# Top/mid level swimmers???



## Dreamer (Mar 15, 2013)

I am looking for advice on compatible top/mid-level swimmers for my tank. I took the platys back since I'm not equipped to deal with live bearers!! 

I have a Betta (who I could take out for a little while when I add new fish and rearrange the tank to try and break any territory lines, he did well with the brightly colored platys and does well with all my bottom dwellers)

I also heard Tetras are fun nippers unless you have like 6 of them.I believe my tanks a bit small for that many...

Sooo I'm not even sure there IS a compatible fish for my tank.... It just looks so empty...

All and any suggestions are much appreciated!!!

I'll be adding or upgrading filters and right now I do like 1. 10% and then a 25% when I vacuum. If anyone could also advise if I should be doing more?? 
***sorry I've kind of overloaded the forum lately, excited/concerned new fish mom... This will be my last thread for awhile unless something goes seriously wrong *knocks on wood** 



Sent from Petguide.com Free App


----------



## degraaf55 (Nov 5, 2012)

What size tank? And I like guppies but they multiply a lot. So if you don't want that but all female. Otherwise you could go with glowfish danios( I like them).

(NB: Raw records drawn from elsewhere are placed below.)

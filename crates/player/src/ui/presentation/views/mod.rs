//! Top-level views, one per route

mod draft_view;
mod lobby_view;

pub use draft_view::DraftView;
pub use lobby_view::LobbyView;
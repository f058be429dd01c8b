//! Draft session state shared through Dioxus context
//!
//! The session itself is UI-agnostic: it notifies its observers after
//! every action. This wrapper subscribes once and bumps a version
//! signal in that callback, so components that read through `with`
//! re-render exactly when the session changes.

use std::cell::RefCell;
use std::rc::Rc;
use std::sync::Arc;

use dioxus::prelude::*;

use crate::application::{DraftSession, PointSetStore};
use crate::ports::outbound::PlatformPort;
use crate::state::PlatformStorageAdapter;

type Session = DraftSession<PlatformStorageAdapter>;

/// Context wrapper around one drafting session
#[derive(Clone)]
pub struct DraftState {
    session: Rc<RefCell<Session>>,
    version: Signal<u64>,
}

impl DraftState {
    /// Rebuild the session from platform storage and wire its change
    /// notification into Dioxus reactivity.
    pub fn new(platform: Arc<dyn PlatformPort>) -> Self {
        let store = PointSetStore::new(PlatformStorageAdapter::new(platform));
        let session = Rc::new(RefCell::new(DraftSession::new(store)));
        let version = Signal::new(0u64);
        session.borrow_mut().on_change(move || {
            let mut version = version;
            let next = *version.peek() + 1;
            version.set(next);
        });
        Self { session, version }
    }

    /// Read access that subscribes the calling scope to session changes.
    pub fn with<R>(&self, read: impl FnOnce(&Session) -> R) -> R {
        let _ = self.version.read();
        read(&self.session.borrow())
    }

    /// Run one mutating action. Observers fire synchronously, so the
    /// version bump lands before this returns.
    pub fn act(&self, action: impl FnOnce(&mut Session)) {
        action(&mut self.session.borrow_mut());
    }
}
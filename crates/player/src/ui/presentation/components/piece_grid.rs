//! Piece grid panel
//!
//! The center panel of the draft view: search box, rank/base filter
//! chips, and the filtered piece catalog with per-piece cost inputs for
//! the selected point set.

use dioxus::prelude::*;

use vanguard_domain::filter;
use vanguard_domain::{budget, Piece};

use crate::ui::presentation::state::{use_catalog_state, use_draft_state, CatalogStatus};

#[component]
pub fn PieceGrid() -> Element {
    let draft = use_draft_state();
    let catalog = use_catalog_state();

    let pieces = catalog.pieces();
    let status = catalog.status();
    let (query, filters, selected_set, selected_piece) = draft.with(|session| {
        (
            session.search_query().to_string(),
            session.filters().clone(),
            session.selected_set().cloned(),
            session.selected_piece_id().map(str::to_string),
        )
    });

    let rank_options = filter::rank_options(&pieces);
    let base_options = filter::base_options(&pieces);
    let visible = filter::filter_pieces(&pieces, &query, &filters);

    let search = {
        let draft = draft.clone();
        move |evt: Event<FormData>| draft.act(|session| session.set_search_query(&evt.value()))
    };

    let set_id = selected_set.as_ref().map(|set| set.id.clone());

    rsx! {
        section { class: "panel panel-pieces",
            header { class: "panel-header",
                h2 { "Pieces" }
                input {
                    class: "search-input",
                    r#type: "search",
                    placeholder: "Search by name, base piece, or rank",
                    value: "{query}",
                    oninput: search,
                }
            }
            div { class: "chip-rows",
                div { class: "chips",
                    for tag in rank_options {
                        FilterChip { tag: tag.clone(), active: filters.ranks.contains(&tag), is_rank: true }
                    }
                }
                div { class: "chips",
                    for tag in base_options {
                        FilterChip { tag: tag.clone(), active: filters.bases.contains(&tag), is_rank: false }
                    }
                }
            }
            if status == CatalogStatus::Loading {
                p { class: "hint", "Loading the piece catalog..." }
            } else if pieces.is_empty() {
                p { class: "hint", "The piece catalog is empty. Drafting still works, there is just nothing to price." }
            } else if visible.is_empty() {
                p { class: "hint", "No pieces match the current search and filters." }
            }
            div { class: "piece-grid",
                for piece in visible {
                    PieceCard {
                        key: "{piece.id}",
                        selected: selected_piece.as_deref() == Some(piece.id.as_str()),
                        cost: selected_set.as_ref().map(|set| set.cost(&piece.id)),
                        set_id: set_id.clone(),
                        piece,
                    }
                }
            }
        }
    }
}

#[component]
fn FilterChip(tag: String, active: bool, is_rank: bool) -> Element {
    let draft = use_draft_state();

    let toggle = {
        let draft = draft.clone();
        let tag = tag.clone();
        move |_| {
            let (mut ranks, mut bases) =
                draft.with(|session| (session.filters().ranks.clone(), session.filters().bases.clone()));
            let target = if is_rank { &mut ranks } else { &mut bases };
            if !target.insert(tag.clone()) {
                target.remove(&tag);
            }
            draft.act(|session| session.set_filters(ranks.clone(), bases.clone()));
        }
    };

    let class = if active { "chip chip-active" } else { "chip" };
    rsx! {
        button { class: "{class}", onclick: toggle, "{tag}" }
    }
}

#[component]
fn PieceCard(piece: Piece, set_id: Option<String>, cost: Option<f64>, selected: bool) -> Element {
    let draft = use_draft_state();

    let select = {
        let draft = draft.clone();
        let id = piece.id.clone();
        move |_| draft.act(|session| session.select_piece(&id))
    };
    let edit_cost = {
        let draft = draft.clone();
        let piece_id = piece.id.clone();
        let set_id = set_id.clone();
        move |evt: Event<FormData>| {
            if let Some(set_id) = set_id.as_deref() {
                draft.act(|session| session.set_cost(set_id, &piece_id, &evt.value()));
            }
        }
    };

    // Unset costs render as a blank field, not "0"
    let cost_value = match cost {
        Some(cost) if cost > 0.0 => budget::format_points(cost),
        _ => String::new(),
    };
    let ranks = piece.ranks.iter().cloned().collect::<Vec<_>>().join(", ");
    let card_class = if selected { "piece-card piece-card-selected" } else { "piece-card" };

    rsx! {
        div { class: "{card_class}", onclick: select,
            p { class: "piece-name", "{piece.name}" }
            p { class: "piece-base", "Base: {piece.base_piece_id()}" }
            if !ranks.is_empty() {
                p { class: "piece-tags", "{ranks}" }
            }
            input {
                class: "cost-input",
                r#type: "number",
                min: "0",
                step: "0.5",
                placeholder: "pts",
                disabled: set_id.is_none(),
                value: "{cost_value}",
                onclick: |evt| evt.stop_propagation(),
                oninput: edit_cost,
            }
        }
    }
}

I'm a relatively new with fish as well. But guppies and danios are easy simple and add color.


----------



## Redhead305 (May 30, 2012)

we can't really reference anything till the tank size is given


----------



## DarwinAhoy (Mar 13, 2013)

If your tank is too small for a group of small tetras, you may not really have any options for a top-dwelling fish in there.


----------



## Dreamer (Mar 15, 2013)

Oops I thought I posted that too... 
I have a standard ten gallon. It has a great choice 10/20 filter (carbon) I'm going to up that soon though! 
Houses 2 loaches 
2 cory
A bamboo shrimp
Oto
And my Betta

I was hoping to get 1-3 mid level swimmers since it houses mostly bottom swimmers and looks very empty 


Sent from Petguide.com Free App


----------



## Redhead305 (May 30, 2012)

maybe 3 pseudepiplatys annulatus (the clown killifish) full grown is 4cm they stay near the top and middle normally. they are peaceful so u might need to remove the betta for a bit


----------



## Dreamer (Mar 15, 2013)

Those are super cute!!! I've never seen those before!! Thank you for the idea I'll have to research those more !!!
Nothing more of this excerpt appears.